AIM OF THE TASK: Show each line of the records below where the word "messages" occurs.

RECORDS SUPPLIED:

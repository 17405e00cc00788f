//! Application constants module.
//!
//! This module centralizes the constant strings used throughout the application,
//! including error codes, error messages, success messages and the mock records
//! returned by the services.

pub mod error_codes;
pub mod errors;
pub mod messages;
pub mod mock_data;

pub use error_codes::*;
pub use errors::*;
pub use messages::*;
pub use mock_data::*;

TASK RESPONSE:
//! including error codes, error messages, success messages and the mock records
pub mod messages;
pub use messages::*;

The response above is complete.